BLOOMINGTON — Medical marijuana is a proven pain reliever and its legalization won’t turn thousands of Illinoisans into stoners, argue people who favor medical marijuana legislation that could be voted on next week in the Illinois House.
“Medical marijuana has been shown in numerous studies to work,” said Pete Guither, faculty adviser to the Illinois State University chapter of Students for a Sensible Drug Policy. “Let’s leave it up to the doctors and patients to work out what medicine brings pain relief.”
But opponents argue legalizing cannabis use opens the door to abuse by people who don’t need it for pain relief and to potential harmful interactions with prescription medication.
“I don’t believe that we should send a message to our kids that it’s safe to use when there’s evidence to the contrary,” said State Rep. Dan Brady, R-Bloomington.
The bill, sponsored by Rep. Lou Lang, D-Skokie, proposes to legalize medical marijuana in limited amounts for pain relief for people with specific illnesses. The bill could be called for a vote as early as Tuesday when House members return to Springfield.
Brady, who said this week Lang was a couple votes short of the 60 needed for passage, opposes the bill because he’s concerned it could lead to abuse by people who don’t need marijuana for pain control. He said Marinol — marijuana in pill form — is available by prescription.

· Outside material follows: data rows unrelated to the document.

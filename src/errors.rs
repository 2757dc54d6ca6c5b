// src/errors.rs

//! Crate-wide error aliases and helpers.

use thiserror::Error;

#[derive(Error, Debug)]
pub enum SupervisorError {
    #[error("Configuration error: {0}")]
    ConfigError(String),

    #[error("IO error: {0}")]
    IoError(#[from] std::io::Error),

    #[error("TOML parsing error: {0}")]
    TomlError(#[from] toml::de::Error),

    #[error("Launch error: {0}")]
    LaunchError(String),

    #[error(transparent)]
    Other(#[from] anyhow::Error),
}

pub use anyhow::Error;
pub type Result<T> = std::result::Result<T, SupervisorError>;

But Guither said Marinol doesn’t work for everyone and smoking marijuana makes it easier to adjust doses. “It should be up to the patient and doctor what works best,” he said. As to the misuse argument, Guither said, “Get with the real world — people are using it anyway when it’s not legal.
“What you have are sick people who want to be law-abiding citizens and who want treatment, but it is being denied. That’s the sad part.”
If medical marijuana is legalized, a few people may abuse that, Guither acknowledged, but “The sky isn’t going to fall. People won’t drop out of school and become zombies.”
Brady also opposes the legislation because it doesn’t require that medical marijuana be dispensed by a licensed pharmacist. If it’s a legalized medicine, “why should it be treated differently from other medicines?” he asked.
Dr. Ben Taimoorazy, a pain management specialist with Guardian Headache & Pain Management Institute in Bloomington, said marijuana has proven medical properties, including reducing nausea from chemotherapy and discouraging loss of appetite in HIV/AIDS and cancer patients.
But Taimoorazy said he and other physicians are concerned about how smoking marijuana could interact with prescription medicines.
“It’s premature,” he said of legalization. “More studies are needed.”